//! # apply 命令实现
//!
//! 由参考结构和修改日志生成缺陷文件夹。
//!
//! ## 每个文件夹的流程
//! 1. 选择模板目录，读取 POTCAR 价电子表
//! 2. 对参考结构（可选超胞）应用修改，计算 NELECT
//! 3. 写 POSCAR，复制 POTCAR 与 KPOINTS
//! 4. 编辑模板 INCAR，写入 NELECT
//! 5. 复制作业脚本并改写作业名
//!
//! 文件夹并行处理，失败互不影响；结束时汇总结果并输出与参考 INCAR 的比较。
//!
//! ## 依赖关系
//! - 使用 `cli/apply.rs` 定义的参数
//! - 使用 `engine/`, `parsers/`, `batch/`
//! - 使用 `utils/output.rs`, `utils/slurm.rs`

use crate::batch::{BatchResult, BatchRunner, Folder, ProcessResult};
use crate::cli::apply::ApplyArgs;
use crate::cli::ignored_key;
use crate::commands::diff;
use crate::engine::{apply_edits, apply_modification, diff_parameters, EditOp};
use crate::error::{DefectPrepError, Result};
use crate::models::modification::load_modification_log;
use crate::models::{Crystal, ModificationSpec};
use crate::parsers::{incar, poscar, potcar, ValenceTable};
use crate::utils::{output, slurm};

use glob::Pattern;
use std::collections::BTreeMap;
use std::fs;
use std::path::{Path, PathBuf};

/// 所有文件夹共享的只读输入
struct BuildContext<'a> {
    root: &'a Path,
    input_dir: PathBuf,
    default_template: Option<&'a str>,
    template_for: BTreeMap<String, String>,
    kpoints: &'a str,
    job_file: &'a str,
    species_order: &'a [String],
    edits: Vec<EditOp>,
    reference: Crystal,
}

/// 执行 apply 命令
pub fn execute(args: ApplyArgs) -> Result<()> {
    output::print_header("Building Defect Folders");

    let root = &args.folders.root;
    if !root.is_dir() {
        return Err(DefectPrepError::DirectoryNotFound {
            path: root.display().to_string(),
        });
    }

    let supercell = supercell_factors(&args.supercell)?;
    let edits = args
        .edits
        .iter()
        .map(|s| s.parse())
        .collect::<Result<Vec<EditOp>>>()?;
    let template_for = template_mapping(&args.template_for)?;

    // 读取参考结构与修改日志
    let reference_path = args.folders.resolve(&args.reference);
    let unit_cell = poscar::parse_poscar_file(&reference_path)?;
    let reference = unit_cell.supercell(supercell);
    output::print_info(&format!(
        "Reference: {} ({} atoms, supercell {}x{}x{})",
        reference.formula(),
        reference.atoms.len(),
        supercell[0],
        supercell[1],
        supercell[2]
    ));

    let log = load_modification_log(&args.folders.resolve(&args.modifications))?;
    let selected = select_folders(&log, &args.folders.exclude_prefix, args.folders.pattern.as_deref())?;
    if selected.is_empty() {
        output::print_warning("No folders selected from the modification log.");
        return Ok(());
    }
    output::print_info(&format!(
        "Building {} of {} folders from the modification log",
        selected.len(),
        log.len()
    ));

    let ctx = BuildContext {
        root,
        input_dir: args.folders.resolve(&args.input_dir),
        default_template: args.default_template.as_deref(),
        template_for,
        kpoints: &args.kpoints,
        job_file: &args.job_file,
        species_order: &args.species_order,
        edits,
        reference,
    };

    let runner = BatchRunner::new(args.jobs);
    let result = runner.run(&selected, "Building", |(name, spec)| {
        ProcessResult::from_result(name, build_folder(&ctx, name, spec))
    })?;

    print_summary(&result);

    // 与参考 INCAR 比较已完成的文件夹
    let reference_incar = args.folders.resolve(&args.reference_incar);
    if reference_incar.is_file() && !result.successes.is_empty() {
        report_differences(root, &reference_incar, &result.successes, ignored_key(&args.ignore))?;
    } else if !reference_incar.is_file() {
        output::print_warning(&format!(
            "No reference INCAR at {}, skipping diff report",
            reference_incar.display()
        ));
    }

    output::print_separator();
    output::print_done(&format!(
        "Processed {} folders: {} built, {} failed",
        result.total(),
        result.successes.len(),
        result.failures.len()
    ));

    Ok(())
}

/// 比较已生成的文件夹与参考 INCAR，返回无法读取的文件夹数
fn report_differences(
    root: &Path,
    reference_incar: &Path,
    built: &[(String, String)],
    ignore: Option<&str>,
) -> Result<usize> {
    let reference = diff::load_reference(reference_incar)?;
    let completed: Vec<Folder> = built
        .iter()
        .map(|(name, _)| Folder {
            name: name.clone(),
            path: root.join(name),
        })
        .collect();
    let (folders, failures) = diff::load_folder_incars(&completed);
    for (name, err) in &failures {
        output::print_error(&format!("{}: {}", name, err));
    }

    output::print_header("INCAR Differences");
    let report = diff_parameters(&reference, &folders, ignore);
    diff::render_report(&report, false);
    Ok(failures.len())
}

fn supercell_factors(values: &[usize]) -> Result<[usize; 3]> {
    match values {
        &[x, y, z] if x > 0 && y > 0 && z > 0 => Ok([x, y, z]),
        _ => Err(DefectPrepError::InvalidArgument(format!(
            "supercell needs three positive integers, got {:?}",
            values
        ))),
    }
}

/// 按排除前缀与名称模式筛选修改日志中的文件夹
fn select_folders<'a>(
    log: &'a crate::models::ModificationLog,
    exclude_prefix: &str,
    pattern: Option<&str>,
) -> Result<Vec<(&'a str, &'a ModificationSpec)>> {
    let pattern = pattern
        .map(|p| {
            Pattern::new(p).map_err(|e| {
                DefectPrepError::InvalidArgument(format!("invalid pattern '{}': {}", p, e))
            })
        })
        .transpose()?;

    let mut selected = Vec::new();
    for (name, spec) in log {
        if !exclude_prefix.is_empty() && name.starts_with(exclude_prefix) {
            output::print_skip(&format!("{} (starts with '{}')", name, exclude_prefix));
            continue;
        }
        if pattern.as_ref().is_some_and(|p| !p.matches(name)) {
            continue;
        }
        selected.push((name.as_str(), spec));
    }
    Ok(selected)
}

/// 生成单个缺陷文件夹，返回摘要
fn build_folder(ctx: &BuildContext, name: &str, spec: &ModificationSpec) -> Result<String> {
    let template_dir = match template_name(ctx, spec) {
        Some(template) => ctx.input_dir.join(template),
        None => ctx.input_dir.clone(),
    };
    let incar_src = require_file(template_dir.join("INCAR"))?;
    let potcar_src = require_file(template_dir.join("POTCAR"))?;
    let kpoints_src = require_file(ctx.input_dir.join(ctx.kpoints))?;
    let job_src = require_file(ctx.input_dir.join(ctx.job_file))?;

    let valence = potcar::parse_potcar_file(&potcar_src)?;
    let (mut crystal, nelect) = apply_modification(&ctx.reference, spec, &valence)?;
    if ctx.species_order.is_empty() {
        let order: Vec<String> = valence.elements().map(str::to_string).collect();
        crystal.sort_by_species(&order);
    } else {
        crystal.sort_by_species(ctx.species_order);
    }
    ensure_potcar_order(&crystal, &valence, &potcar_src)?;
    crystal.name = name.to_string();

    let mut params = incar::parse_incar_file(&incar_src)?;
    let job_script = fs::read_to_string(&job_src).map_err(|e| DefectPrepError::FileReadError {
        path: job_src.display().to_string(),
        source: e,
    })?;

    // 所有输入校验通过后才写文件夹
    let folder = ctx.root.join(name);
    fs::create_dir_all(&folder).map_err(|e| DefectPrepError::FileWriteError {
        path: folder.display().to_string(),
        source: e,
    })?;

    poscar::write_poscar_file(&folder.join("POSCAR"), &crystal)?;
    copy_file(&potcar_src, &folder.join("POTCAR"))?;
    copy_file(&kpoints_src, &folder.join("KPOINTS"))?;

    apply_edits(&ctx.edits, &mut params);
    params.set("NELECT", nelect);
    incar::write_incar_file(&folder.join("INCAR"), &params)?;

    let job_dst = folder.join(ctx.job_file);
    fs::write(&job_dst, slurm::stamp_job_name(&job_script, name)).map_err(|e| {
        DefectPrepError::FileWriteError {
            path: job_dst.display().to_string(),
            source: e,
        }
    })?;

    Ok(format!("{} (NELECT = {})", crystal.formula(), nelect))
}

/// 模板目录：修改日志中的 `template`，其次按插入元素的 `--template-for`，最后 `--default-template`
fn template_name<'a>(ctx: &'a BuildContext, spec: &'a ModificationSpec) -> Option<&'a str> {
    spec.template.as_deref()
        .or_else(|| {
            spec.delta
                .iter()
                .filter(|&(_, &n)| n > 0)
                .find_map(|(element, _)| ctx.template_for.get(element).map(String::as_str))
        })
        .or(ctx.default_template)
}

/// 解析 `ELEMENT=DIR` 映射
fn template_mapping(entries: &[String]) -> Result<BTreeMap<String, String>> {
    entries
        .iter()
        .map(|entry| match entry.split_once('=') {
            Some((element, dir)) if !element.trim().is_empty() && !dir.trim().is_empty() => {
                Ok((element.trim().to_string(), dir.trim().to_string()))
            }
            _ => Err(DefectPrepError::InvalidArgument(format!(
                "template mapping '{}' must be ELEMENT=DIR",
                entry
            ))),
        })
        .collect()
}

/// POSCAR 元素行必须与 POTCAR 中的赝势一一对应
fn ensure_potcar_order(crystal: &Crystal, valence: &ValenceTable, potcar: &Path) -> Result<()> {
    let species: Vec<String> = crystal.composition().into_iter().map(|(el, _)| el).collect();
    let potentials: Vec<&str> = valence.elements().collect();
    if species.iter().map(String::as_str).eq(potentials.iter().copied()) {
        Ok(())
    } else {
        Err(DefectPrepError::malformed(
            "potcar",
            potcar.display().to_string(),
            format!(
                "POSCAR species [{}] do not match POTCAR order [{}]",
                species.join(" "),
                potentials.join(" ")
            ),
        ))
    }
}

fn require_file(path: PathBuf) -> Result<PathBuf> {
    if path.is_file() {
        Ok(path)
    } else {
        Err(DefectPrepError::FileNotFound {
            path: path.display().to_string(),
        })
    }
}

fn copy_file(src: &Path, dst: &Path) -> Result<()> {
    fs::copy(src, dst)
        .map(|_| ())
        .map_err(|e| DefectPrepError::FileWriteError {
            path: dst.display().to_string(),
            source: e,
        })
}

/// 打印运行总结
fn print_summary(result: &BatchResult) {
    output::print_separator();
    for (name, detail) in &result.successes {
        output::print_success(&format!("{:<25} {}", name, detail));
    }
    for (name, reason) in &result.skips {
        output::print_skip(&format!("{:<25} {}", name, reason));
    }
    for (name, kind, msg) in &result.failures {
        output::print_failure(name, kind, msg);
    }
}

-=-=-=-=-

TASK DETAILS |
Gather up, from the records above, each line where the word "BTreeMap" appears.

FINISHED TASK |
use std::collections::BTreeMap;
    template_for: BTreeMap<String, String>,
fn template_mapping(entries: &[String]) -> Result<BTreeMap<String, String>> {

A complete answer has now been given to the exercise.